[Dataset items]
//! Splitting of scalar counts.
//!
//! See the [share module] documentation since this is a private module anyways.
//!
//! [share module]: crate::share

use std::ops::RangeInclusive;

use rand::Rng;

use super::{check_party_count, ShareError};

/// The range random scalar pieces are drawn from.
pub const SCALAR_PIECE_RANGE: RangeInclusive<i64> = 1..=1000;

/// Splits `value` into `n` pieces which sum to `value`.
///
/// The first `n - 1` pieces are random, the last one is the residual. The residual may lie outside
/// of [`SCALAR_PIECE_RANGE`] and may be negative. Sums wrap on overflow, so the pieces of any `i64`
/// sum back to it exactly.
///
/// # Errors
/// Fails if `n < 2`.
pub fn split_scalar(value: i64, n: usize) -> Result<Vec<i64>, ShareError> {
    check_party_count(n)?;
    let mut rng = rand::thread_rng();
    let mut pieces = (0..n - 1)
        .map(|_| rng.gen_range(SCALAR_PIECE_RANGE))
        .collect::<Vec<_>>();
    let residual = value.wrapping_sub(combine_scalars(&pieces));
    pieces.push(residual);
    Ok(pieces)
}

/// Sums scalar pieces.
///
/// This doesn't care how the pieces were produced. The empty sum is `0`.
pub fn combine_scalars(pieces: &[i64]) -> i64 {
    pieces.iter().fold(0, |sum, piece| sum.wrapping_add(*piece))
}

◆ Exercise brief:
Copy out the lines of the data where the string "value" occurs.

◆ Task answer:
/// Splits `value` into `n` pieces which sum to `value`.
pub fn split_scalar(value: i64, n: usize) -> Result<Vec<i64>, ShareError> {
    let residual = value.wrapping_sub(combine_scalars(&pieces));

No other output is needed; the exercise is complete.